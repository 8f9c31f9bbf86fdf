//! The assessment protocol: one client, any number of completed results,
//! formatted as a deterministic plain-text document.

use jiff::civil::Date;
use serde::Serialize;
use tracing::info;

use psychosuite_core::models::{Client, TestResult};
use psychosuite_instruments::{Instrument, get_instrument};

use crate::error::ReportError;
use crate::render::{format_timestamp, render_template};

const PROTOCOL_TEMPLATE: &str = "\
PSYCHOLOGICAL ASSESSMENT PROTOCOL
============================================================

Client: {{ client_name }}
Date of birth: {{ birth_date }}
Report date: {{ generated_on }}

============================================================
{% for section in sections %}
INSTRUMENT: {{ section.test_name }}
{{ section.description }}
Administered: {{ section.administered_at }}

Total score: {{ section.total }}

INTERPRETATION:
{{ section.interpretation }}

============================================================
{% endfor %}";

#[derive(Debug, Serialize)]
pub struct ProtocolContext {
    pub client_name: String,
    pub birth_date: String,
    pub generated_on: String,
    pub sections: Vec<ProtocolSection>,
}

#[derive(Debug, Serialize)]
pub struct ProtocolSection {
    pub test_name: String,
    pub description: String,
    pub administered_at: String,
    pub total: u32,
    pub interpretation: String,
}

/// Interpretation text for a result: the stored narrative when one has
/// been attached, otherwise the deterministic ladder classification, so
/// protocols are complete even while an AI narrative is still pending.
pub fn resolve_interpretation(result: &TestResult, instrument: &dyn Instrument) -> String {
    match &result.interpretation {
        Some(text) => text.clone(),
        None => instrument.ladder().interpret(result.total),
    }
}

/// Format the protocol document for `client` over `results`, in the order
/// given. `generated_on` is passed explicitly so output depends only on
/// its inputs. An empty result list produces the header block alone.
pub fn format_protocol(
    client: &Client,
    results: &[TestResult],
    generated_on: Date,
) -> Result<String, ReportError> {
    let sections = results
        .iter()
        .map(|result| {
            let instrument = get_instrument(&result.test_id)?;
            Ok(ProtocolSection {
                test_name: instrument.name().to_string(),
                description: instrument.description().to_string(),
                administered_at: format_timestamp(result.administered_at),
                total: result.total,
                interpretation: resolve_interpretation(result, instrument.as_ref()),
            })
        })
        .collect::<Result<Vec<_>, ReportError>>()?;

    let context = ProtocolContext {
        client_name: client.full_name.clone(),
        birth_date: client.birth_date.to_string(),
        generated_on: generated_on.to_string(),
        sections,
    };

    info!(client_id = %client.id, results = results.len(), "formatting protocol");
    render_template("protocol.txt", PROTOCOL_TEMPLATE, &context)
}

/// Suggested download name for a protocol generated on `date`.
pub fn protocol_filename(client: &Client, date: Date) -> String {
    format!("protocol_{}_{date}.txt", client.full_name.replace(' ', "_"))
}
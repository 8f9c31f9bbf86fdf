use psychosuite_app::config::{AppConfig, DEFAULT_MODEL_ID, DEFAULT_REGION, migrate};

#[test]
fn pre_versioned_config_is_migrated() {
    // The prototype stored only a generative-API key.
    let legacy = serde_json::json!({ "gemini_api_key": "secret" });

    let migrated = migrate(legacy, 0).unwrap();
    let config: AppConfig = serde_json::from_value(migrated).unwrap();

    assert_eq!(config.config_version, 1);
    assert_eq!(config.region, DEFAULT_REGION);
    assert_eq!(config.model_id, DEFAULT_MODEL_ID);
}

#[test]
fn migration_drops_the_stored_api_key() {
    let legacy = serde_json::json!({ "api_key": "secret" });
    let migrated = migrate(legacy, 0).unwrap();
    assert!(migrated.get("api_key").is_none());
    assert!(migrated.get("gemini_api_key").is_none());
}

#[test]
fn current_config_passes_through_unchanged() {
    let current = serde_json::to_value(AppConfig {
        config_version: 1,
        region: "eu-west-1".to_string(),
        model_id: "my-model".to_string(),
    })
    .unwrap();

    let migrated = migrate(current, 1).unwrap();
    let config: AppConfig = serde_json::from_value(migrated).unwrap();
    assert_eq!(config.region, "eu-west-1");
    assert_eq!(config.model_id, "my-model");
}

#[test]
fn future_config_version_is_rejected() {
    let future = serde_json::json!({
        "config_version": 99,
        "region": "eu-west-1",
        "model_id": "my-model",
    });

    let err = migrate(future, 99).unwrap_err();
    assert!(err.to_string().contains("newer than this build supports"));
}
use jiff::Timestamp;
use jiff::civil::date;

use psychosuite_core::models::{Client, TestResult};
use psychosuite_store::backup::{backup_filename, export_backup, import_backup, parse_backup};
use psychosuite_store::db::Database;
use psychosuite_store::error::StoreError;

fn seeded_db(dir: &std::path::Path) -> Database {
    let db = Database::open(dir).unwrap();
    db.add_client(Client {
        id: "c1".to_string(),
        full_name: "Alice Example".to_string(),
        birth_date: date(1980, 5, 14),
        notes: "n/a".to_string(),
    })
    .unwrap();
    db.add_result(TestResult {
        id: "r1".to_string(),
        client_id: "c1".to_string(),
        test_id: "zung".to_string(),
        administered_at: Timestamp::UNIX_EPOCH,
        answers: vec![2; 20],
        total: 40,
        interpretation: Some("Mild depression (index 50)".to_string()),
    })
    .unwrap();
    db
}

#[test]
fn export_import_round_trip_preserves_order_and_content() {
    let src_dir = tempfile::tempdir().unwrap();
    let dst_dir = tempfile::tempdir().unwrap();
    let src = seeded_db(src_dir.path());
    let dst = Database::open(dst_dir.path()).unwrap();

    let json = export_backup(&src).unwrap();
    import_backup(&dst, &json).unwrap();

    assert_eq!(src.clients(), dst.clients());
    assert_eq!(src.results(), dst.results());
}

#[test]
fn import_replaces_existing_data() {
    let src_dir = tempfile::tempdir().unwrap();
    let dst_dir = tempfile::tempdir().unwrap();
    let src = seeded_db(src_dir.path());
    let dst = Database::open(dst_dir.path()).unwrap();
    dst.add_client(Client {
        id: "old".to_string(),
        full_name: "Pre-import Client".to_string(),
        birth_date: date(1990, 1, 1),
        notes: String::new(),
    })
    .unwrap();

    import_backup(&dst, &export_backup(&src).unwrap()).unwrap();
    let clients = dst.clients();
    assert_eq!(clients.len(), 1);
    assert_eq!(clients[0].id, "c1");
}

#[test]
fn import_rejects_missing_arrays_and_leaves_store_untouched() {
    let dir = tempfile::tempdir().unwrap();
    let db = seeded_db(dir.path());

    for bad in [
        r#"{"clients": []}"#,
        r#"{"results": []}"#,
        r#"{"clients": {}, "results": []}"#,
        "not json at all",
    ] {
        assert!(
            matches!(import_backup(&db, bad), Err(StoreError::InvalidBackup(_))),
            "accepted invalid backup: {bad}"
        );
    }

    // Existing data survives every rejected import.
    assert_eq!(db.clients().len(), 1);
    assert_eq!(db.results().len(), 1);
}

#[test]
fn legacy_camel_case_backup_parses() {
    let json = r#"{
        "clients": [{"id":"1","fullName":"Legacy","birthDate":"1975-03-02"}],
        "results": [{"id":"2","clientId":"1","testId":"mmse",
                     "date":"2024-01-02T10:30:00Z","answers":[1,1,1,1,1],"score":5}]
    }"#;
    let backup = parse_backup(json).unwrap();
    assert_eq!(backup.clients[0].full_name, "Legacy");
    assert_eq!(backup.results[0].total, 5);
}

#[test]
fn backup_filename_embeds_date() {
    assert_eq!(
        backup_filename(date(2024, 3, 9)),
        "psychosuite_backup_2024-03-09.json"
    );
}
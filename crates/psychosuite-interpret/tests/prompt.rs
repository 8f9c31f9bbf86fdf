use psychosuite_interpret::error::InterpretError;
use psychosuite_interpret::fold_outcome;
use psychosuite_interpret::prompt::{ResultSummary, SYSTEM_PROMPT, build_prompt};

#[test]
fn prompt_embeds_every_result_field() {
    let summary = ResultSummary {
        test_name: "HADS",
        client_name: "Alice Example",
        total: 9,
        scale_summary: "Subclinical anxiety/depression (8-10 points)",
    };

    let prompt = build_prompt(&summary);
    assert!(prompt.contains("Test: HADS"));
    assert!(prompt.contains("Client: Alice Example"));
    assert!(prompt.contains("Total score: 9"));
    assert!(prompt.contains("Scale conclusion: Subclinical anxiety/depression"));
}

#[test]
fn system_prompt_addresses_the_practitioner_not_the_client() {
    assert!(SYSTEM_PROMPT.contains("clinical psychologist's assistant"));
    assert!(SYSTEM_PROMPT.contains("do not address the client directly"));
}

#[test]
fn successful_generation_is_stored_verbatim() {
    let text = fold_outcome("my-model", Ok("A calm narrative.".to_string()));
    assert_eq!(text, "A calm narrative.");
}

#[test]
fn failed_generation_folds_into_a_visible_fallback() {
    let err = InterpretError::Invocation("model not enabled in region".to_string());
    let text = fold_outcome("my-model", Err(err));
    assert_eq!(
        text,
        "Interpretation unavailable: model invocation failed: model not enabled in region"
    );
}
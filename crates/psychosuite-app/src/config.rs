use std::path::PathBuf;

use serde::{Deserialize, Serialize};

/// Current config version. Bump this when adding fields or changing shape.
/// Each bump requires a corresponding entry in [`migrate`].
const CURRENT_VERSION: u32 = 1;

pub const DEFAULT_REGION: &str = "us-east-1";
pub const DEFAULT_MODEL_ID: &str = "us.anthropic.claude-sonnet-4-5-20250929-v1:0";

#[derive(Debug, Clone, Serialize, Deserialize)]
pub struct AppConfig {
    /// Schema version. Missing or 0 = pre-versioned config.
    #[serde(default)]
    pub config_version: u32,
    pub region: String,
    /// Bedrock inference profile used for interpretation generation.
    pub model_id: String,
}

impl Default for AppConfig {
    fn default() -> Self {
        AppConfig {
            config_version: CURRENT_VERSION,
            region: DEFAULT_REGION.to_string(),
            model_id: DEFAULT_MODEL_ID.to_string(),
        }
    }
}

fn config_dir() -> eyre::Result<PathBuf> {
    let base = dirs::config_dir().ok_or_else(|| eyre::eyre!("no config directory found"))?;
    Ok(base.join("psychosuite"))
}

fn config_path() -> eyre::Result<PathBuf> {
    Ok(config_dir()?.join("config.json"))
}

/// Directory for the persisted database documents.
pub fn data_dir() -> eyre::Result<PathBuf> {
    let base = dirs::data_dir().ok_or_else(|| eyre::eyre!("no data directory found"))?;
    Ok(base.join("psychosuite"))
}

pub fn has_config() -> bool {
    config_path().map(|p| p.exists()).unwrap_or(false)
}

pub fn load_config() -> eyre::Result<AppConfig> {
    let path = config_path()?;
    let contents = std::fs::read_to_string(&path)
        .map_err(|e| eyre::eyre!("failed to read config at {}: {e}", path.display()))?;

    // Parse as raw JSON so we can run migrations before deserializing.
    let json: serde_json::Value = serde_json::from_str(&contents)?;
    let on_disk_version = json
        .get("config_version")
        .and_then(|v| v.as_u64())
        .unwrap_or(0) as u32;

    let migrated = migrate(json, on_disk_version)?;
    let config: AppConfig = serde_json::from_value(migrated)?;
    Ok(config)
}

pub fn save_config(config: &AppConfig) -> eyre::Result<()> {
    let dir = config_dir()?;
    std::fs::create_dir_all(&dir)?;
    let path = config_path()?;
    let body = serde_json::to_string_pretty(config)?;
    std::fs::write(&path, body)?;
    Ok(())
}

/// Bring an on-disk config up to [`CURRENT_VERSION`].
pub fn migrate(mut json: serde_json::Value, from_version: u32) -> eyre::Result<serde_json::Value> {
    if from_version > CURRENT_VERSION {
        return Err(eyre::eyre!(
            "config_version {from_version} is newer than this build supports ({CURRENT_VERSION}). \
             Please update Psychosuite."
        ));
    }

    let obj = json
        .as_object_mut()
        .ok_or_else(|| eyre::eyre!("config is not a JSON object"))?;

    if from_version < 1 {
        // Pre-versioned configs may come from the prototype, which stored
        // only a generative-API key. Drop the key (credentials now come
        // from the AWS credential chain) and backfill the new fields.
        obj.remove("gemini_api_key");
        obj.remove("api_key");
        obj.entry("region")
            .or_insert_with(|| serde_json::Value::String(DEFAULT_REGION.to_string()));
        obj.entry("model_id")
            .or_insert_with(|| serde_json::Value::String(DEFAULT_MODEL_ID.to_string()));
    }

    obj.insert(
        "config_version".to_string(),
        serde_json::Value::from(CURRENT_VERSION),
    );
    Ok(json)
}
pub mod hads;
pub mod mmse;
pub mod zung;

----------------

PROBLEM DETAILS: Above are the records; repeat exactly the lines from the one holding "for interpretation generation." down to the one holding "pub fn migrate(mut", end lines included.

RESPONSE TO THIS EXERCISE:
    /// Bedrock inference profile used for interpretation generation.
    pub model_id: String,
}

impl Default for AppConfig {
    fn default() -> Self {
        AppConfig {
            config_version: CURRENT_VERSION,
            region: DEFAULT_REGION.to_string(),
            model_id: DEFAULT_MODEL_ID.to_string(),
        }
    }
}

fn config_dir() -> eyre::Result<PathBuf> {
    let base = dirs::config_dir().ok_or_else(|| eyre::eyre!("no config directory found"))?;
    Ok(base.join("psychosuite"))
}

fn config_path() -> eyre::Result<PathBuf> {
    Ok(config_dir()?.join("config.json"))
}

/// Directory for the persisted database documents.
pub fn data_dir() -> eyre::Result<PathBuf> {
    let base = dirs::data_dir().ok_or_else(|| eyre::eyre!("no data directory found"))?;
    Ok(base.join("psychosuite"))
}

pub fn has_config() -> bool {
    config_path().map(|p| p.exists()).unwrap_or(false)
}

pub fn load_config() -> eyre::Result<AppConfig> {
    let path = config_path()?;
    let contents = std::fs::read_to_string(&path)
        .map_err(|e| eyre::eyre!("failed to read config at {}: {e}", path.display()))?;

    // Parse as raw JSON so we can run migrations before deserializing.
    let json: serde_json::Value = serde_json::from_str(&contents)?;
    let on_disk_version = json
        .get("config_version")
        .and_then(|v| v.as_u64())
        .unwrap_or(0) as u32;

    let migrated = migrate(json, on_disk_version)?;
    let config: AppConfig = serde_json::from_value(migrated)?;
    Ok(config)
}

pub fn save_config(config: &AppConfig) -> eyre::Result<()> {
    let dir = config_dir()?;
    std::fs::create_dir_all(&dir)?;
    let path = config_path()?;
    let body = serde_json::to_string_pretty(config)?;
    std::fs::write(&path, body)?;
    Ok(())
}

/// Bring an on-disk config up to [`CURRENT_VERSION`].
pub fn migrate(mut json: serde_json::Value, from_version: u32) -> eyre::Result<serde_json::Value> {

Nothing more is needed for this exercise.